=== Begin Enclosure ===
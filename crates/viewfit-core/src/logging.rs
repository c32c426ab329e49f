#![forbid(unsafe_code)]

//! Macro forwarding for structured logging.
//!
//! Downstream crates use `viewfit_core::debug!` and friends so the tracing
//! dependency stays behind this crate's `tracing` feature.

pub use tracing::{
    debug, debug_span, error, error_span, info, info_span, trace, trace_span, warn, warn_span,
};
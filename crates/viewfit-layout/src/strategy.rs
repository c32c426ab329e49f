#![forbid(unsafe_code)]

//! Page-level fitting strategies.
//!
//! The three behaviors observed in the presentation layer, each expressed
//! as a thin parameterization of [`compute_fit`]. They share one algorithm
//! and differ only in policy, insets, and what they treat as the surface.
//!
//! # Usage
//!
//! ```
//! use viewfit_layout::{FrameFitScaler, Size, Viewport};
//!
//! // A 1512x982 design frame beside a 293px sidebar under a 68px header
//! // with a 5px gap.
//! let scaler = FrameFitScaler::new(Size::new(1512.0, 982.0), 293.0, 68.0, 5.0);
//! let fit = scaler.fit(Viewport::new(Size::new(1280.0, 720.0)));
//! assert!(fit.scale < 1.0);
//! ```

use serde::{Deserialize, Serialize};
use viewfit_core::geometry::{Insets, Size, Viewport};

use crate::fit::{FitPolicy, FitResult, Surface, compute_fit};

/// Pins a fixed-size design surface centered in the viewport, vertically
/// offset for a header bar, with no scaling.
///
/// Overflow beyond the viewport is clipped by an ancestor's overflow
/// policy; content below the fold is inaccessible. Because nothing is
/// recomputed, this strategy needs no resize subscription.
#[derive(Debug, Clone, Copy, PartialEq, Serialize, Deserialize)]
pub struct FixedCanvasPositioner {
    /// Authored surface size.
    pub surface: Size,
    /// Vertical offset reserved above the surface (header height plus
    /// fixed padding).
    pub top_inset: f64,
}

impl FixedCanvasPositioner {
    /// Create a positioner for an authored surface and top reservation.
    #[must_use]
    pub const fn new(surface: Size, top_inset: f64) -> Self {
        Self { surface, top_inset }
    }

    /// Absolute placement of the surface in the given viewport.
    #[must_use]
    pub fn place(&self, viewport: Viewport) -> FitResult {
        compute_fit(
            viewport,
            Insets::header(self.top_inset),
            Surface::Authored(self.surface),
            FitPolicy::CenteredNoScale,
        )
    }
}

/// Shrinks measured flow content so its height fits the viewport height
/// minus a fixed chrome allowance.
///
/// The content's natural height is only measurable after layout; until the
/// container is mounted there is nothing to measure, and [`fit`](Self::fit)
/// returns `None` so the caller keeps its previous (or default, unscaled)
/// placement.
#[derive(Debug, Clone, Copy, PartialEq, Serialize, Deserialize)]
pub struct ContentFitScaler {
    /// Viewport height consumed by fixed chrome above the content.
    pub chrome_allowance: f64,
}

impl ContentFitScaler {
    /// Create a scaler with the given chrome allowance.
    #[must_use]
    pub const fn new(chrome_allowance: f64) -> Self {
        Self { chrome_allowance }
    }

    /// Fit the measured content into the viewport.
    ///
    /// `measured_height` is `None` when the content container is not yet
    /// mounted; the recomputation is skipped, not failed.
    #[must_use]
    pub fn fit(&self, viewport: Viewport, measured_height: Option<f64>) -> Option<FitResult> {
        let height = measured_height?;
        Some(compute_fit(
            viewport,
            Insets::header(self.chrome_allowance),
            Surface::MeasuredHeight(height),
            FitPolicy::ShrinkToFitHeight,
        ))
    }
}

/// Fits a fixed authored frame into the viewport area remaining after a
/// sidebar and header, preserving aspect ratio and never upscaling.
///
/// Anchored to the top-left of the available region rather than centered.
#[derive(Debug, Clone, Copy, PartialEq, Serialize, Deserialize)]
pub struct FrameFitScaler {
    /// Authored frame size.
    pub frame: Size,
    /// Fixed sidebar width on the left edge.
    pub sidebar_width: f64,
    /// Fixed header height.
    pub header_height: f64,
    /// Gap between the header and the frame.
    pub gap: f64,
}

impl FrameFitScaler {
    /// Create a scaler for an authored frame and its surrounding chrome.
    #[must_use]
    pub const fn new(frame: Size, sidebar_width: f64, header_height: f64, gap: f64) -> Self {
        Self {
            frame,
            sidebar_width,
            header_height,
            gap,
        }
    }

    /// The chrome insets this strategy reserves.
    #[must_use]
    pub fn insets(&self) -> Insets {
        Insets::new(self.header_height + self.gap, 0.0, 0.0, self.sidebar_width)
    }

    /// Fit the frame into the given viewport.
    #[must_use]
    pub fn fit(&self, viewport: Viewport) -> FitResult {
        compute_fit(
            viewport,
            self.insets(),
            Surface::Authored(self.frame),
            FitPolicy::ShrinkToFitBoth,
        )
    }
}
#![forbid(unsafe_code)]

//! Fit solvers: scale-and-anchor placement of authored surfaces.
//!
//! # Role in viewfit
//! `viewfit-layout` answers one question: given a live viewport, reserved
//! chrome insets, and a design surface (fixed frame or measured content
//! height), at what uniform scale and position does the surface fit? The
//! answer is a pure derived value with no state and no I/O.
//!
//! # Primary surface
//! - [`compute_fit`]: the unified fit operation, parameterized by
//!   [`FitPolicy`].
//! - [`strategy`]: the three page-level strategies expressed as thin
//!   parameterizations of `compute_fit`.

pub use viewfit_core::geometry::{Insets, Point, Rect, Size, Viewport};

pub mod fit;
pub mod strategy;

pub use fit::{Anchor, FitPolicy, FitResult, Surface, compute_fit};
pub use strategy::{ContentFitScaler, FixedCanvasPositioner, FrameFitScaler};
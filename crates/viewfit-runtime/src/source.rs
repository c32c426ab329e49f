#![forbid(unsafe_code)]

//! Injected viewport and measurement access.
//!
//! The fit loop never reads ambient globals. Platform glue implements (or
//! writes into) these sources, and everything downstream of the seam is
//! deterministic and testable without a real display surface.

use std::sync::{Arc, Mutex};

use viewfit_core::geometry::Size;

/// Read-only query of the live viewport dimensions.
pub trait ViewportSource {
    /// Current viewport size.
    fn size(&self) -> Size;
}

/// Read-only query of a content container's natural (unscaled) height.
pub trait ContentMeasure {
    /// Measured natural height, or `None` when the container is not yet
    /// mounted in the rendered tree.
    fn natural_height(&self) -> Option<f64>;
}

/// A shared, writable viewport usable as the write side for platform glue
/// and as a test fake.
///
/// Clones share the same underlying size.
#[derive(Debug, Clone, Default)]
pub struct SharedViewport {
    inner: Arc<Mutex<Size>>,
}

impl SharedViewport {
    /// Create a shared viewport with an initial size.
    #[must_use]
    pub fn new(initial: Size) -> Self {
        Self {
            inner: Arc::new(Mutex::new(initial)),
        }
    }

    /// Replace the current size.
    pub fn set_size(&self, size: Size) {
        *self.inner.lock().unwrap() = size;
    }
}

impl ViewportSource for SharedViewport {
    fn size(&self) -> Size {
        *self.inner.lock().unwrap()
    }
}

/// A shared, writable content measurement.
///
/// Starts unmounted (`None`); platform glue sets the measured height once
/// layout has produced one, and clears it when the content unmounts or
/// changes identity.
#[derive(Debug, Clone, Default)]
pub struct SharedMeasure {
    inner: Arc<Mutex<Option<f64>>>,
}

impl SharedMeasure {
    /// Create an unmounted measurement.
    #[must_use]
    pub fn new() -> Self {
        Self::default()
    }

    /// Record a measured natural height.
    pub fn set_height(&self, height: f64) {
        *self.inner.lock().unwrap() = Some(height);
    }

    /// Mark the content as unmounted or stale.
    pub fn clear(&self) {
        *self.inner.lock().unwrap() = None;
    }
}

impl ContentMeasure for SharedMeasure {
    fn natural_height(&self) -> Option<f64> {
        *self.inner.lock().unwrap()
    }
}
#![forbid(unsafe_code)]

//! Core: geometry, viewport events, and resize coalescing.
//!
//! # Role in viewfit
//! `viewfit-core` is the vocabulary layer. It owns the geometric primitives
//! everything else computes with, the canonical [`event::ViewportEvent`]
//! triggers the runtime consumes, and the [`coalescer::ResizeCoalescer`]
//! that bounds recomputation frequency under resize storms.
//!
//! # How it fits in the system
//! The fit solver (`viewfit-layout`) consumes `viewfit-core` geometry and
//! produces placement results. The runtime (`viewfit-runtime`) consumes
//! `viewfit-core` events and drives recomputation. Neither direction flows
//! back into this crate, so it stays dependency-free and deterministic.

pub mod coalescer;
pub mod event;
pub mod geometry;

#[cfg(feature = "tracing")]
pub mod logging;

// Re-export tracing macros at crate root for ergonomic use.
#[cfg(feature = "tracing")]
pub use logging::{
    debug, debug_span, error, error_span, info, info_span, trace, trace_span, warn, warn_span,
};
=== End Enclosure ===
| WHAT THE TASK ASKS |
Above are the entries; count how many of their lines contain the word "FrameFitScaler" and give only that number.

| RESULT OF THE EXERCISE |
5